> [Saved entries]:
== == ==
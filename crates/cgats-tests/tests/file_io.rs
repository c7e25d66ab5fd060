//! Reading and writing through the filesystem

use anyhow::Result;

use cgats_core::{Cgats, Error};
use cgats_tests::corpus::{self, ChartShape};

#[test]
fn test_file_round_trip_through_tempdir() -> Result<()> {
    let dir = tempfile::tempdir()?;
    let path = dir.path().join("ramp.ti3");
    std::fs::write(&path, corpus::generate_chart(ChartShape::GrayRamp, 8))?;

    let doc = Cgats::from_file(&path)?;
    assert_eq!(doc.path(), Some(path.as_path()));
    let chart = doc.chart(0).unwrap();
    assert_eq!(doc.number_of_sets(chart), Some(8));

    // write(None) goes back to the originally-opened path
    doc.write(None)?;
    let reread = Cgats::from_file(&path)?;
    assert_eq!(reread.serialize(), doc.serialize());
    Ok(())
}

#[test]
fn test_write_to_explicit_path() -> Result<()> {
    let dir = tempfile::tempdir()?;
    let out = dir.path().join("copy.cal");
    let doc = Cgats::parse(&corpus::cal_chart())?;
    doc.write(Some(&out))?;
    let reread = Cgats::from_file(&out)?;
    assert_eq!(reread.charts().len(), 1);
    assert_eq!(reread.node(reread.chart(0).unwrap()).tag(), Some("CAL"));
    Ok(())
}

#[test]
fn test_write_to_sink() -> Result<()> {
    let doc = Cgats::parse(&corpus::cal_chart())?;
    let mut buf = Vec::new();
    doc.write_to(&mut buf)?;
    assert_eq!(String::from_utf8(buf)?, doc.serialize());
    Ok(())
}

#[test]
fn test_missing_file_is_an_io_error() {
    let err = Cgats::from_file("/nonexistent/chart.ti1").unwrap_err();
    assert!(matches!(err, Error::Io(_)));
}

#[test]
fn test_parse_from_open_reader() -> Result<()> {
    let text = corpus::generate_chart(ChartShape::RgbCube, 8);
    let doc = Cgats::from_reader(text.as_bytes())?;
    assert_eq!(doc.number_of_sets(doc.chart(0).unwrap()), Some(8));
    Ok(())
}

#[test]
fn test_parse_from_pre_split_lines() -> Result<()> {
    let text = corpus::generate_chart(ChartShape::RgbCube, 8);
    let lines: Vec<&str> = text.lines().collect();
    let doc = Cgats::from_lines(lines)?;
    assert_eq!(doc.number_of_sets(doc.chart(0).unwrap()), Some(8));
    Ok(())
}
== == ==
> [Exercise brief]:
All entries given above should be transcribed exactly, with none omitted.

> [Answer space]:
filename crates/cgats-tests/tests/file_io.rs
repository c7e25d66ab5fd060
//! Reading and writing through the filesystem

use anyhow::Result;

use cgats_core::{Cgats, Error};
use cgats_tests::corpus::{self, ChartShape};

#[test]
fn test_file_round_trip_through_tempdir() -> Result<()> {
    let dir = tempfile::tempdir()?;
    let path = dir.path().join("ramp.ti3");
    std::fs::write(&path, corpus::generate_chart(ChartShape::GrayRamp, 8))?;

    let doc = Cgats::from_file(&path)?;
    assert_eq!(doc.path(), Some(path.as_path()));
    let chart = doc.chart(0).unwrap();
    assert_eq!(doc.number_of_sets(chart), Some(8));

    // write(None) goes back to the originally-opened path
    doc.write(None)?;
    let reread = Cgats::from_file(&path)?;
    assert_eq!(reread.serialize(), doc.serialize());
    Ok(())
}

#[test]
fn test_write_to_explicit_path() -> Result<()> {
    let dir = tempfile::tempdir()?;
    let out = dir.path().join("copy.cal");
    let doc = Cgats::parse(&corpus::cal_chart())?;
    doc.write(Some(&out))?;
    let reread = Cgats::from_file(&out)?;
    assert_eq!(reread.charts().len(), 1);
    assert_eq!(reread.node(reread.chart(0).unwrap()).tag(), Some("CAL"));
    Ok(())
}

#[test]
fn test_write_to_sink() -> Result<()> {
    let doc = Cgats::parse(&corpus::cal_chart())?;
    let mut buf = Vec::new();
    doc.write_to(&mut buf)?;
    assert_eq!(String::from_utf8(buf)?, doc.serialize());
    Ok(())
}

#[test]
fn test_missing_file_is_an_io_error() {
    let err = Cgats::from_file("/nonexistent/chart.ti1").unwrap_err();
    assert!(matches!(err, Error::Io(_)));
}

#[test]
fn test_parse_from_open_reader() -> Result<()> {
    let text = corpus::generate_chart(ChartShape::RgbCube, 8);
    let doc = Cgats::from_reader(text.as_bytes())?;
    assert_eq!(doc.number_of_sets(doc.chart(0).unwrap()), Some(8));
    Ok(())
}

#[test]
fn test_parse_from_pre_split_lines() -> Result<()> {
    let text = corpus::generate_chart(ChartShape::RgbCube, 8);
    let lines: Vec<&str> = text.lines().collect();
    let doc = Cgats::from_lines(lines)?;
    assert_eq!(doc.number_of_sets(doc.chart(0).unwrap()), Some(8));
    Ok(())
}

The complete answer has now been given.